In today’s Senate HELP Committee hearing to confirm Boston Mayor Marty Walsh as Secretary of Labor, Walsh said that he “certainly” supports the job-killing, independent contractor-crushing PRO Act.
By signaling his support of the PRO Act, Walsh confirms that he will be a champion of President Biden’s anti-worker freedom agenda.
The PRO Act would ban Right to Work Laws that protect 166 million workers in 27 states, more than half the U.S. population. Right to Work laws allow workers the freedom of employment without forced membership in a union or forced payment to a union boss.
Biden has explicitly called for the end of Right to Work, saying: “We should change the federal law [so] that there is no Right to Work allowed anywhere in the country. For real. Not a joke. Not a joke.”
Biden’s real motivation for invalidating Right to Work laws is simple enough – Big Labor is one of Biden’s biggest backers, and unions have collectively spent hundreds of millions of dollars to get Biden elected. Forcing American workers to pay union dues that almost uniformly support Democrat candidates, whether they want to or not, is a clear return on that investment.
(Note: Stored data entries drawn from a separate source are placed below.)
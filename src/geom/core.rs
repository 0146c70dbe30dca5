use std::ops::{Add, Mul, Neg, Sub};

use serde::{Deserialize, Serialize};

// ─────────────────────────────────────────────────────────────────────────────
// Vec2
// ─────────────────────────────────────────────────────────────────────────────

/// Two-component vector, used for texture coordinates and parametric `uv`.
#[derive(Debug, Clone, Copy, PartialEq, Default, Serialize, Deserialize)]
pub struct Vec2 {
    pub x: f64,
    pub y: f64,
}

impl Vec2 {
    pub const ZERO: Self = Self::new(0.0, 0.0);

    #[must_use]
    pub const fn new(x: f64, y: f64) -> Self {
        Self { x, y }
    }
}

impl Add for Vec2 {
    type Output = Self;
    fn add(self, rhs: Self) -> Self::Output {
        Self::new(self.x + rhs.x, self.y + rhs.y)
    }
}

impl Mul<f64> for Vec2 {
    type Output = Self;
    fn mul(self, rhs: f64) -> Self::Output {
        Self::new(self.x * rhs, self.y * rhs)
    }
}

// ─────────────────────────────────────────────────────────────────────────────
// Vec3
// ─────────────────────────────────────────────────────────────────────────────

/// Three-component vector for positions, normals, tangents and colors.
#[derive(Debug, Clone, Copy, PartialEq, Default, Serialize, Deserialize)]
pub struct Vec3 {
    pub x: f64,
    pub y: f64,
    pub z: f64,
}

impl Vec3 {
    /// Zero vector.
    pub const ZERO: Self = Self::new(0.0, 0.0, 0.0);
    /// Unit vector along the X axis.
    pub const X: Self = Self::new(1.0, 0.0, 0.0);
    /// Unit vector along the Y axis.
    pub const Y: Self = Self::new(0.0, 1.0, 0.0);
    /// Unit vector along the Z axis.
    pub const Z: Self = Self::new(0.0, 0.0, 1.0);

    #[must_use]
    pub const fn new(x: f64, y: f64, z: f64) -> Self {
        Self { x, y, z }
    }

    #[must_use]
    pub fn length(self) -> f64 {
        self.dot(self).sqrt()
    }

    #[must_use]
    pub const fn length_squared(self) -> f64 {
        self.dot(self)
    }

    #[must_use]
    pub const fn dot(self, rhs: Self) -> f64 {
        self.x * rhs.x + self.y * rhs.y + self.z * rhs.z
    }

    #[must_use]
    pub const fn cross(self, rhs: Self) -> Self {
        Self {
            x: self.y * rhs.z - self.z * rhs.y,
            y: self.z * rhs.x - self.x * rhs.z,
            z: self.x * rhs.y - self.y * rhs.x,
        }
    }

    #[must_use]
    pub fn normalized(self) -> Option<Self> {
        let len = self.length();
        if len.is_finite() && len > 0.0 {
            Some(Self::new(self.x / len, self.y / len, self.z / len))
        } else {
            None
        }
    }

    /// Normalizes the vector, leaving zero-length or non-finite input as zero.
    #[must_use]
    pub fn normalized_or_zero(self) -> Self {
        self.normalized().unwrap_or(Self::ZERO)
    }

    /// Euclidean distance between two positions.
    #[must_use]
    pub fn distance(self, rhs: Self) -> f64 {
        (self - rhs).length()
    }
}

impl Add for Vec3 {
    type Output = Self;
    fn add(self, rhs: Self) -> Self::Output {
        Self::new(self.x + rhs.x, self.y + rhs.y, self.z + rhs.z)
    }
}

impl Sub for Vec3 {
    type Output = Self;
    fn sub(self, rhs: Self) -> Self::Output {
        Self::new(self.x - rhs.x, self.y - rhs.y, self.z - rhs.z)
    }
}

impl Mul<f64> for Vec3 {
    type Output = Self;
    fn mul(self, rhs: f64) -> Self::Output {
        Self::new(self.x * rhs, self.y * rhs, self.z * rhs)
    }
}

impl Neg for Vec3 {
    type Output = Self;
    fn neg(self) -> Self::Output {
        Self::new(-self.x, -self.y, -self.z)
    }
}

// ─────────────────────────────────────────────────────────────────────────────
// Transform
// ─────────────────────────────────────────────────────────────────────────────

/// Affine frame used to place generated surfaces.
#[derive(Debug, Clone, Copy, PartialEq)]
pub struct Transform {
    m: [[f64; 4]; 4],
}

impl Transform {
    #[must_use]
    pub const fn identity() -> Self {
        Self {
            m: [
                [1.0, 0.0, 0.0, 0.0],
                [0.0, 1.0, 0.0, 0.0],
                [0.0, 0.0, 1.0, 0.0],
                [0.0, 0.0, 0.0, 1.0],
            ],
        }
    }

    /// Construct a transform from origin and three orthonormal axes.
    /// The axes are expected to be unit vectors and mutually perpendicular.
    #[must_use]
    pub const fn from_axes(origin: Vec3, x_axis: Vec3, y_axis: Vec3, z_axis: Vec3) -> Self {
        Self {
            m: [
                [x_axis.x, y_axis.x, z_axis.x, origin.x],
                [x_axis.y, y_axis.y, z_axis.y, origin.y],
                [x_axis.z, y_axis.z, z_axis.z, origin.z],
                [0.0, 0.0, 0.0, 1.0],
            ],
        }
    }

    #[must_use]
    pub const fn translate(offset: Vec3) -> Self {
        Self::from_axes(offset, Vec3::X, Vec3::Y, Vec3::Z)
    }

    #[must_use]
    pub fn apply_point(self, p: Vec3) -> Vec3 {
        let x = self.m[0][0] * p.x + self.m[0][1] * p.y + self.m[0][2] * p.z + self.m[0][3];
        let y = self.m[1][0] * p.x + self.m[1][1] * p.y + self.m[1][2] * p.z + self.m[1][3];
        let z = self.m[2][0] * p.x + self.m[2][1] * p.y + self.m[2][2] * p.z + self.m[2][3];
        Vec3::new(x, y, z)
    }

    #[must_use]
    pub fn apply_vec(self, v: Vec3) -> Vec3 {
        let x = self.m[0][0] * v.x + self.m[0][1] * v.y + self.m[0][2] * v.z;
        let y = self.m[1][0] * v.x + self.m[1][1] * v.y + self.m[1][2] * v.z;
        let z = self.m[2][0] * v.x + self.m[2][1] * v.y + self.m[2][2] * v.z;
        Vec3::new(x, y, z)
    }
}

// ─────────────────────────────────────────────────────────────────────────────
// Tolerance
// ─────────────────────────────────────────────────────────────────────────────

/// Numeric tolerance for approximate comparisons.
#[derive(Debug, Clone, Copy, PartialEq)]
pub struct Tolerance {
    pub eps: f64,
}

impl Tolerance {
    /// Slack for coordinates produced by floating-point remaps (1e-6).
    pub const LOOSE: Self = Self { eps: 1e-6 };

    #[must_use]
    pub const fn new(eps: f64) -> Self {
        Self { eps }
    }

    /// True when `value` lies in `[min, max]` widened by `eps` on both sides.
    #[must_use]
    pub fn within(self, value: f64, min: f64, max: f64) -> bool {
        value >= min - self.eps && value <= max + self.eps
    }
}

// ─────────────────────────────────────────────────────────────────────────────
// Tests
// ─────────────────────────────────────────────────────────────────────────────

#[cfg(test)]
mod tests {
    use super::*;

    #[test]
    fn test_vec3_constants() {
        assert_eq!(Vec3::ZERO, Vec3::new(0.0, 0.0, 0.0));
        assert_eq!(Vec3::X, Vec3::new(1.0, 0.0, 0.0));
        assert_eq!(Vec3::Y, Vec3::new(0.0, 1.0, 0.0));
        assert_eq!(Vec3::Z, Vec3::new(0.0, 0.0, 1.0));
    }

    #[test]
    fn test_vec3_operators() {
        let a = Vec3::new(1.0, 2.0, 3.0);
        let b = Vec3::new(4.0, 5.0, 6.0);

        assert_eq!(a + b, Vec3::new(5.0, 7.0, 9.0));
        assert_eq!(b - a, Vec3::new(3.0, 3.0, 3.0));
        assert_eq!(a * 2.0, Vec3::new(2.0, 4.0, 6.0));
        assert_eq!(-a, Vec3::new(-1.0, -2.0, -3.0));
    }

    #[test]
    fn test_vec3_cross_and_normalize() {
        assert_eq!(Vec3::X.cross(Vec3::Y), Vec3::Z);
        assert_eq!(Vec3::new(0.0, 3.0, 4.0).normalized(), Some(Vec3::new(0.0, 0.6, 0.8)));
        assert_eq!(Vec3::ZERO.normalized(), None);
        assert_eq!(Vec3::ZERO.normalized_or_zero(), Vec3::ZERO);
    }

    #[test]
    fn test_vec2_operators() {
        let a = Vec2::new(1.0, 2.0);
        let b = Vec2::new(3.0, 5.0);
        assert_eq!(a + b, Vec2::new(4.0, 7.0));
        assert_eq!(a * 0.5, Vec2::new(0.5, 1.0));
    }

    #[test]
    fn test_transform_from_axes() {
        let t = Transform::from_axes(Vec3::Z, -Vec3::X, Vec3::Y, -Vec3::Z);
        assert_eq!(t.apply_point(Vec3::new(1.0, 2.0, 0.0)), Vec3::new(-1.0, 2.0, 1.0));
        assert_eq!(t.apply_vec(Vec3::Z), -Vec3::Z);
    }

    #[test]
    fn test_tolerance_within() {
        let tol = Tolerance::LOOSE;
        assert!(tol.within(1.0 + 1e-7, 0.0, 1.0));
        assert!(!tol.within(1.0 + 1e-5, 0.0, 1.0));
    }
}
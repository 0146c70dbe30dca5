use serde::{Deserialize, Serialize};

use super::elements::{Elements, check_vertex_ids};
use super::error::ShapeError;
use super::interpolate::interpolate_vert_with_tolerance;
use super::metrics::ShapeMetrics;
use super::normals::compute_normals;
use super::sampling::ElementSample;
use super::{Tolerance, Vec2, Vec3};

/// An indexed shape: element arrays over a shared vertex buffer.
///
/// Vertex attributes are parallel arrays. An empty array means the attribute
/// is not in use; a non-empty one must hold exactly one entry per vertex.
/// Unlike sampling calls, a shape may carry points, lines and triangles at
/// the same time.
#[derive(Debug, Clone, PartialEq, Default, Serialize, Deserialize)]
pub struct Shape {
    pub points: Vec<usize>,
    pub lines: Vec<[usize; 2]>,
    pub triangles: Vec<[usize; 3]>,
    pub positions: Vec<Vec3>,
    /// Vertex normals, or tangents for line shapes.
    pub normals: Vec<Vec3>,
    pub texcoords: Vec<Vec2>,
    pub colors: Vec<Vec3>,
    pub radius: Vec<f64>,
}

/// Attribute values evaluated at a sampled element location.
#[derive(Debug, Clone, Copy, PartialEq)]
pub struct SurfacePoint {
    pub position: Vec3,
    pub normal: Option<Vec3>,
    pub texcoord: Option<Vec2>,
}

/// Per-call settings threaded through the `_with_context` entry points.
#[derive(Debug)]
pub struct ShapeContext {
    /// Slack allowed on sample coordinates before they count as out of domain.
    pub tolerance: Tolerance,
    pub metrics: ShapeMetrics,
}

impl Default for ShapeContext {
    fn default() -> Self {
        Self {
            tolerance: Tolerance::LOOSE,
            metrics: ShapeMetrics::default(),
        }
    }
}

impl ShapeContext {
    #[must_use]
    pub fn new() -> Self {
        Self::default()
    }
}

impl Shape {
    /// Create a triangle shape with positions only.
    #[must_use]
    pub fn from_triangles(positions: Vec<Vec3>, triangles: Vec<[usize; 3]>) -> Self {
        Self {
            positions,
            triangles,
            ..Self::default()
        }
    }

    /// Create a line shape with positions only.
    #[must_use]
    pub fn from_lines(positions: Vec<Vec3>, lines: Vec<[usize; 2]>) -> Self {
        Self {
            positions,
            lines,
            ..Self::default()
        }
    }

    /// Number of vertices, taken from the first non-empty attribute array.
    #[must_use]
    pub fn vertex_count(&self) -> usize {
        [
            self.positions.len(),
            self.normals.len(),
            self.texcoords.len(),
            self.colors.len(),
            self.radius.len(),
        ]
        .into_iter()
        .find(|&len| len > 0)
        .unwrap_or(0)
    }

    /// The single element kind this shape is made of.
    ///
    /// Fails with [`ShapeError::InvalidElementSelection`] for shapes mixing
    /// kinds or holding no elements at all.
    pub fn elements(&self) -> Result<Elements<'_>, ShapeError> {
        Elements::from_arrays(&self.points, &self.lines, &self.triangles)
    }

    /// Returns true if all non-empty attribute buffers match `vertex_count()`.
    #[must_use]
    pub fn has_valid_attribute_lengths(&self) -> bool {
        self.attribute_lengths().is_ok()
    }

    /// Checks attribute lengths and element indices.
    pub fn validate(&self) -> Result<(), ShapeError> {
        self.attribute_lengths()?;
        let n = self.vertex_count();
        check_vertex_ids(self.points.iter().copied(), n)?;
        check_vertex_ids(self.lines.iter().flatten().copied(), n)?;
        check_vertex_ids(self.triangles.iter().flatten().copied(), n)?;
        Ok(())
    }

    fn attribute_lengths(&self) -> Result<(), ShapeError> {
        let expected = self.vertex_count();
        let lengths = [
            ("positions", self.positions.len()),
            ("normals", self.normals.len()),
            ("texcoords", self.texcoords.len()),
            ("colors", self.colors.len()),
            ("radius", self.radius.len()),
        ];
        for (attribute, len) in lengths {
            if len != 0 && len != expected {
                return Err(ShapeError::AttributeLengthMismatch {
                    attribute,
                    len,
                    expected,
                });
            }
        }
        Ok(())
    }

    /// Recomputes `normals` from the current topology and positions.
    pub fn update_normals(&mut self, weighted: bool) -> Result<(), ShapeError> {
        self.normals = compute_normals(
            &self.points,
            &self.lines,
            &self.triangles,
            &self.positions,
            weighted,
        )?;
        Ok(())
    }

    /// Evaluates position, and normal/texcoord when present, at a sample.
    ///
    /// Normals are re-normalized after interpolation.
    pub fn eval_sample(&self, sample: &ElementSample) -> Result<SurfacePoint, ShapeError> {
        self.eval_sample_with_context(sample, &ShapeContext::new())
    }

    pub fn eval_sample_with_context(
        &self,
        sample: &ElementSample,
        ctx: &ShapeContext,
    ) -> Result<SurfacePoint, ShapeError> {
        let elements = self.elements()?;
        let tol = ctx.tolerance;
        let position = interpolate_vert_with_tolerance(elements, &self.positions, sample, tol)?;
        let normal = if self.normals.is_empty() {
            None
        } else {
            Some(
                interpolate_vert_with_tolerance(elements, &self.normals, sample, tol)?
                    .normalized_or_zero(),
            )
        };
        let texcoord = if self.texcoords.is_empty() {
            None
        } else {
            Some(interpolate_vert_with_tolerance(elements, &self.texcoords, sample, tol)?)
        };
        Ok(SurfacePoint {
            position,
            normal,
            texcoord,
        })
    }
}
Even more ominously, the PRO Act would force employers to provide the personal contact information of employees to unions during organizing efforts, including home addresses and personal phone numbers. This would give union bosses free reign to harass and bully employees into joining unions at the expense of worker privacy.
The PRO Act would be a death blow to the gig economy, which has given millions of Americans the opportunity to pursue success on their own terms by being their own boss. The PRO Act implements California’s “ABC” test to determine whether or not a worker is an employee or an independent contractor. The ABC test, codified under California’s disastrous AB5 law, makes it harder for employers to hire independent contractors but easier for unions to unionize workers.
Thanks to AB5, countless freelancers and independent contractors have fled California to participate in the gig economy in other states.
ATR has collected 655 testimonials from Californians that detail how AB5 has pummeled freelancers and independent contractors. For example:
“I lost the career and relationship I was building with a content writing company.” [Link]
“AB5 is why I had to pack my very ill husband with stage 4 cancer and autistic son and leave the state. There is no way I can take care of our family and work a ‘traditional’ type job.” [Link]
“I’m a certified court interpreter. I’ve been very happily freelancing for 15 years. I can choose which agencies to work with, and work as much or as little as I want to spend time with my 3-year-old. AB5 is destroying my wonderful work/life combo.” [Link]
If the PRO Act is implemented, expect these sad stories to come from all fifty states.
Walsh’s eagerness to implement the PRO Act would be a death blow to worker freedom. Independent contractors and freelancers would see their livelihoods destroyed with the stroke of a pen, and workers would once again be forced to join a union and pay dues whether they want to or not.
The Senate should reject Walsh’s nomination.